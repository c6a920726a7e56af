//! Resumability after a crash: expired leases are reclaimed, stored work is not redone.

use std::time::Duration;

use coursegen::content::{AcceptedContent, ContentStore, SledContentStore};
use coursegen::pipeline::{Pipeline, RunOptions};
use coursegen::resolver::{expand, to_specs};
use coursegen::schema::SchemaRegistry;
use coursegen::status::{GenerationState, StatusStore};
use tempfile::TempDir;

use crate::integration::test_utils::{
    good_candidate, open_pipeline, test_config, tiny_catalog, ScriptedProducer,
};

fn options() -> RunOptions {
    RunOptions {
        batch_size: 4,
        variations_per_combo: 3,
        concurrency: 2,
        ..RunOptions::default()
    }
}

#[tokio::test]
async fn expired_leases_are_reclaimed_and_completed() {
    let dir = TempDir::new().unwrap();
    let db = sled::open(dir.path().join("store")).unwrap();

    // A worker claims everything and dies without finishing.
    let status = StatusStore::new(db.clone()).unwrap();
    let specs = to_specs(&expand(&tiny_catalog()).unwrap(), 3);
    status.seed(&specs).unwrap();
    let orphaned = status
        .claim_batch(100, "crashed", Duration::from_millis(1), None)
        .unwrap();
    assert_eq!(orphaned.len(), 6);
    std::thread::sleep(Duration::from_millis(10));
    assert_eq!(status.breakdown(3).unwrap().reclaimable, 6);

    let producer = ScriptedProducer::always_good();
    let pipeline = Pipeline::new(
        tiny_catalog(),
        SchemaRegistry::builtin(),
        db,
        producer.clone(),
        test_config(),
    )
    .unwrap();
    let summary = pipeline.run(&options()).await.unwrap();

    assert_eq!(summary.seed.existing, 6);
    assert_eq!(summary.report.accepted, 6);
    assert_eq!(summary.breakdown.completed, 6);
    assert_eq!(summary.breakdown.in_progress, 0);
    assert_eq!(producer.calls(), 6);
    for row in pipeline.list(None, &Default::default()).unwrap() {
        assert_eq!(row.attempts, 1, "reclaiming an expired lease consumes no attempt");
    }
}

#[tokio::test]
async fn rerun_does_not_duplicate_completed_work() {
    let dir = TempDir::new().unwrap();
    let producer = ScriptedProducer::always_good();
    let pipeline = open_pipeline(&dir, tiny_catalog(), producer.clone(), test_config());

    let first = pipeline.run(&options()).await.unwrap();
    assert_eq!(first.report.accepted, 6);

    let second = pipeline.run(&options()).await.unwrap();
    assert_eq!(second.report.claimed, 0);
    assert_eq!(second.seed.inserted, 0);
    assert_eq!(producer.calls(), 6);
    assert_eq!(second.breakdown.completed, 6);
}

#[tokio::test]
async fn content_written_before_crash_completes_without_regeneration() {
    let dir = TempDir::new().unwrap();
    let db = sled::open(dir.path().join("store")).unwrap();
    let status = StatusStore::new(db.clone()).unwrap();
    let content = SledContentStore::new(&db).unwrap();

    let specs = to_specs(&expand(&tiny_catalog()).unwrap(), 1);
    status.seed(&specs).unwrap();
    let claim = status
        .claim_batch(1, "crashed", Duration::from_millis(1), None)
        .unwrap()
        .remove(0);

    // Crash between the content write and the status transition.
    let record = AcceptedContent {
        spec_key: claim.key.clone(),
        combination_id: claim.spec.combination.id.clone(),
        variation: claim.spec.variation,
        exercise_type: claim.spec.schema_id.clone(),
        schema_version: 1,
        fields: good_candidate(42).fields,
        quality_score: 1.0,
        low_diversity: false,
        attempts: 1,
        accepted_at_ms: 0,
    };
    content.write(&record).await.unwrap();
    std::thread::sleep(Duration::from_millis(10));

    let producer = ScriptedProducer::always_good();
    let pipeline = Pipeline::new(
        tiny_catalog(),
        SchemaRegistry::builtin(),
        db,
        producer.clone(),
        test_config(),
    )
    .unwrap();
    let summary = pipeline
        .run(&RunOptions {
            variations_per_combo: 1,
            ..options()
        })
        .await
        .unwrap();

    assert_eq!(summary.report.accepted, 2);
    assert_eq!(producer.calls(), 1, "only the spec without stored content is produced");
    assert!(producer
        .requests()
        .iter()
        .all(|(key, _, _)| key != &claim.key));
    let row = status.get(&claim.key).unwrap().unwrap();
    assert_eq!(row.state, GenerationState::Completed);

    assert_eq!(content.len(), 2);
    assert_eq!(content.get(&claim.key).await.unwrap().unwrap(), record);
}

#[tokio::test]
async fn interrupted_runs_are_marked_on_open() {
    let dir = TempDir::new().unwrap();
    let db = sled::open(dir.path().join("store")).unwrap();
    let producer = ScriptedProducer::always_good();

    let first = Pipeline::new(
        tiny_catalog(),
        SchemaRegistry::builtin(),
        db.clone(),
        producer.clone(),
        test_config(),
    )
    .unwrap();
    let run_id = first.ledger().start_run("run").unwrap();
    drop(first);

    let second =
        Pipeline::new(tiny_catalog(), SchemaRegistry::builtin(), db, producer, test_config())
            .unwrap();
    let run = second.ledger().store().get_run(&run_id).unwrap().unwrap();
    assert_eq!(run.status, coursegen::progress::RunStatus::Interrupted);
}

------------------------------

WORK REQUIRED:
Count of lines with "orphaned": please work it out for the entries above and give the number by itself.

PROBLEM SOLUTION:
2